Die ersten Wochen bangte ich, hatte Angst vor jedem Termin. Aber von Mal zu Mal wurde ich entspannter und sicherer, dass nun alles gut werden würde. Das kleine Wesen entwickelte sich prächtig. Ich hatte eine tolle Schwangerschaft ohne jegliche Beschwerden. Ich sprühte nur so vor Energie, genoss die kräftigen Tritte meines kleinen Babys und freute mich auf den Tag, an dem er (dass es ein Junge werden würde, wussten wir inzwischen) endlich bei uns sein würde. Auf den Tag genau ein Jahr nach der Fehlgeburt wurde unser kleiner Wurschtel geboren.

Inzwischen ist mein Sohn bereits 15 Monate alt und um uns herum werden langsam die Fragen nach einem Geschwisterchen laut. Anders als in den Jahren zuvor, gehe ich nun offener mit dem Thema um, sage, dass wir keinen einfachen Weg hatten und froh sind, überhaupt ein gesundes Kind haben zu dürfen.

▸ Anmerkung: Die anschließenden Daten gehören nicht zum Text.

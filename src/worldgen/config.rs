use serde::{Deserialize, Serialize};

use crate::error::{Result, WorldGenError};
use crate::model::{PrimordialKind, RaceKind};

/// One stage of the pipeline, numbered as callers request it.
#[derive(Debug, Clone, Copy, PartialEq, Eq, PartialOrd, Ord, Hash, Serialize, Deserialize)]
#[serde(try_from = "u8", into = "u8")]
pub enum WorldLevel {
    Primordial = 1,
    Cosmic = 2,
    Geography = 3,
    Conceptual = 4,
    DemiGod = 5,
    MortalRace = 6,
    Organization = 7,
    StandoutMortal = 8,
    Dungeon = 9,
}

impl WorldLevel {
    /// Dependency order. Mortal races run before conceptual beings, since
    /// concepts arise from mortal worship.
    pub const EXECUTION_ORDER: [WorldLevel; 9] = [
        WorldLevel::Primordial,
        WorldLevel::Cosmic,
        WorldLevel::Geography,
        WorldLevel::MortalRace,
        WorldLevel::Conceptual,
        WorldLevel::DemiGod,
        WorldLevel::Organization,
        WorldLevel::StandoutMortal,
        WorldLevel::Dungeon,
    ];

    pub fn number(self) -> u8 {
        self as u8
    }
}

impl TryFrom<u8> for WorldLevel {
    type Error = WorldGenError;

    fn try_from(n: u8) -> Result<Self> {
        WorldLevel::EXECUTION_ORDER
            .into_iter()
            .find(|level| level.number() == n)
            .ok_or(WorldGenError::InvalidLevel(n))
    }
}

impl From<WorldLevel> for u8 {
    fn from(level: WorldLevel) -> Self {
        level.number()
    }
}

/// Level set used when `includeLevels` is absent.
#[derive(Debug, Clone, Copy, Default, PartialEq, Eq, Serialize, Deserialize)]
#[serde(rename_all = "lowercase")]
pub enum GenerationDepth {
    #[default]
    Full,
    Partial,
    Minimal,
}

impl GenerationDepth {
    pub fn levels(self) -> &'static [WorldLevel] {
        use WorldLevel::*;
        match self {
            GenerationDepth::Full => &WorldLevel::EXECUTION_ORDER,
            GenerationDepth::Partial => &[
                Primordial,
                Cosmic,
                Geography,
                MortalRace,
                Conceptual,
                DemiGod,
                Organization,
            ],
            GenerationDepth::Minimal => &[Primordial, Cosmic, Geography],
        }
    }
}

#[derive(Debug, Clone, Copy, Default, PartialEq, Eq, Serialize, Deserialize)]
#[serde(rename_all = "lowercase")]
pub enum OrganizationDensity {
    Sparse,
    #[default]
    Normal,
    Dense,
}

impl OrganizationDensity {
    pub fn multiplier(self) -> f64 {
        match self {
            OrganizationDensity::Sparse => 0.5,
            OrganizationDensity::Normal => 1.0,
            OrganizationDensity::Dense => 1.5,
        }
    }
}

/// Caller-facing generation request.
#[derive(Debug, Clone, PartialEq, Serialize, Deserialize)]
#[serde(rename_all = "camelCase")]
pub struct WorldGenerationConfig {
    pub seed: String,
    #[serde(default, skip_serializing_if = "Option::is_none")]
    pub include_levels: Option<Vec<WorldLevel>>,
    #[serde(default)]
    pub depth: GenerationDepth,
    #[serde(default, skip_serializing_if = "Option::is_none")]
    pub custom_primordials: Option<Vec<String>>,
    #[serde(default, skip_serializing_if = "Option::is_none")]
    pub custom_races: Option<Vec<String>>,
    #[serde(default)]
    pub organization_density: OrganizationDensity,
}

impl Default for WorldGenerationConfig {
    fn default() -> Self {
        Self::new("default")
    }
}

impl WorldGenerationConfig {
    pub fn new(seed: impl Into<String>) -> Self {
        Self {
            seed: seed.into(),
            include_levels: None,
            depth: GenerationDepth::default(),
            custom_primordials: None,
            custom_races: None,
            organization_density: OrganizationDensity::default(),
        }
    }

    pub fn from_json(json: &str) -> Result<Self> {
        Ok(serde_json::from_str(json)?)
    }

    /// Restrict the run to the given level numbers.
    pub fn with_levels(mut self, levels: &[u8]) -> Result<Self> {
        let levels = levels
            .iter()
            .map(|n| WorldLevel::try_from(*n))
            .collect::<Result<Vec<_>>>()?;
        self.include_levels = Some(levels);
        Ok(self)
    }

    pub fn with_depth(mut self, depth: GenerationDepth) -> Self {
        self.depth = depth;
        self
    }

    pub fn with_density(mut self, density: OrganizationDensity) -> Self {
        self.organization_density = density;
        self
    }

    pub fn with_custom_races<S: Into<String>>(
        mut self,
        races: impl IntoIterator<Item = S>,
    ) -> Self {
        self.custom_races = Some(races.into_iter().map(Into::into).collect());
        self
    }

    pub fn with_custom_primordials<S: Into<String>>(
        mut self,
        kinds: impl IntoIterator<Item = S>,
    ) -> Self {
        self.custom_primordials = Some(kinds.into_iter().map(Into::into).collect());
        self
    }

    /// Levels to run, in execution order.
    pub fn levels(&self) -> Vec<WorldLevel> {
        let requested: &[WorldLevel] = match &self.include_levels {
            Some(levels) => levels,
            None => self.depth.levels(),
        };
        WorldLevel::EXECUTION_ORDER
            .into_iter()
            .filter(|level| requested.contains(level))
            .collect()
    }

    /// Primordial kinds to generate. A non-empty custom list replaces the
    /// defaults.
    pub fn primordial_kinds(&self) -> Vec<PrimordialKind> {
        let custom: Vec<PrimordialKind> = self
            .custom_primordials
            .iter()
            .flatten()
            .filter_map(|label| PrimordialKind::parse(label))
            .fold(Vec::new(), |mut acc, kind| {
                if !acc.contains(&kind) {
                    acc.push(kind);
                }
                acc
            });
        if custom.is_empty() {
            PrimordialKind::DEFAULTS.to_vec()
        } else {
            custom
        }
    }

    /// Default races followed by any custom races not already present,
    /// compared case-insensitively.
    pub fn races(&self) -> Vec<RaceKind> {
        let mut races = RaceKind::DEFAULTS.to_vec();
        for label in self.custom_races.iter().flatten() {
            let Some(race) = RaceKind::parse(label) else {
                continue;
            };
            let duplicate = races
                .iter()
                .any(|r| r.as_str().eq_ignore_ascii_case(race.as_str()));
            if !duplicate {
                races.push(race);
            }
        }
        races
    }
}

#[cfg(test)]
mod tests {
    use super::*;

    #[test]
    fn parses_camel_case_json() {
        let json = r#"{
            "seed": "abc",
            "includeLevels": [2, 1],
            "organizationDensity": "dense",
            "customRaces": ["Sea Elf"]
        }"#;
        let config = WorldGenerationConfig::from_json(json).unwrap();
        assert_eq!(config.seed, "abc");
        assert_eq!(config.levels(), vec![WorldLevel::Primordial, WorldLevel::Cosmic]);
        assert_eq!(config.organization_density, OrganizationDensity::Dense);
        assert_eq!(config.depth, GenerationDepth::Full);
    }

    #[test]
    fn out_of_range_level_rejected() {
        let err =
            WorldGenerationConfig::from_json(r#"{"seed":"x","includeLevels":[10]}"#).unwrap_err();
        assert!(matches!(err, WorldGenError::Config(_)));
        let err = WorldGenerationConfig::new("x").with_levels(&[0]).unwrap_err();
        assert!(matches!(err, WorldGenError::InvalidLevel(0)));
    }

    #[test]
    fn conceptual_runs_after_races() {
        let levels = WorldGenerationConfig::new("x").levels();
        let races = levels.iter().position(|l| *l == WorldLevel::MortalRace).unwrap();
        let concepts = levels.iter().position(|l| *l == WorldLevel::Conceptual).unwrap();
        assert!(races < concepts);
        assert_eq!(levels.len(), 9);
    }

    #[test]
    fn depth_presets() {
        let minimal = WorldGenerationConfig::new("x").with_depth(GenerationDepth::Minimal);
        assert_eq!(minimal.levels().len(), 3);
        let partial = WorldGenerationConfig::new("x").with_depth(GenerationDepth::Partial);
        assert!(!partial.levels().contains(&WorldLevel::Dungeon));
        assert!(partial.levels().contains(&WorldLevel::Organization));
    }

    #[test]
    fn include_levels_override_depth() {
        let config = WorldGenerationConfig::new("x")
            .with_depth(GenerationDepth::Minimal)
            .with_levels(&[1, 2, 3, 6])
            .unwrap();
        assert_eq!(config.levels().last(), Some(&WorldLevel::MortalRace));
    }

    #[test]
    fn custom_races_are_appended_without_duplicates() {
        let config =
            WorldGenerationConfig::new("x").with_custom_races(["DWARF", "Sea Elf", "sea elf", " "]);
        let races = config.races();
        assert_eq!(races.len(), RaceKind::DEFAULTS.len() + 1);
        assert_eq!(races.last(), Some(&RaceKind::Custom("Sea Elf".to_string())));
    }

    #[test]
    fn custom_primordials_replace_defaults() {
        let config = WorldGenerationConfig::new("x").with_custom_primordials(["Dream", "light"]);
        assert_eq!(
            config.primordial_kinds(),
            vec![PrimordialKind::Custom("Dream".to_string()), PrimordialKind::Light]
        );
        assert_eq!(WorldGenerationConfig::default().primordial_kinds().len(), 6);
    }

    #[test]
    fn density_multipliers() {
        assert!(OrganizationDensity::Sparse.multiplier() < OrganizationDensity::Dense.multiplier());
        assert_eq!(OrganizationDensity::default(), OrganizationDensity::Normal);
    }
}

Denn ob wir unser Schicksal noch einmal herausfordern wollen, wissen wir heute noch nicht. Wir haben uns auch all die Jahre nie Gedanken darüber gemacht, ob wir eigentlich mehrere Kinder wollen, sondern nur, ob wir überhaupt ein Kind bekommen werden. Im Moment fühlen wir uns komplett. Ein Kind großzuziehen ist eine wahnsinnige Herausforderung, und ehrlich gesagt hat mich das erste Jahr oft an meine Grenzen gebracht. Aber die Dankbarkeit für dieses kleine Wunder lässt einen das zum Glück ganz schnell vergessen.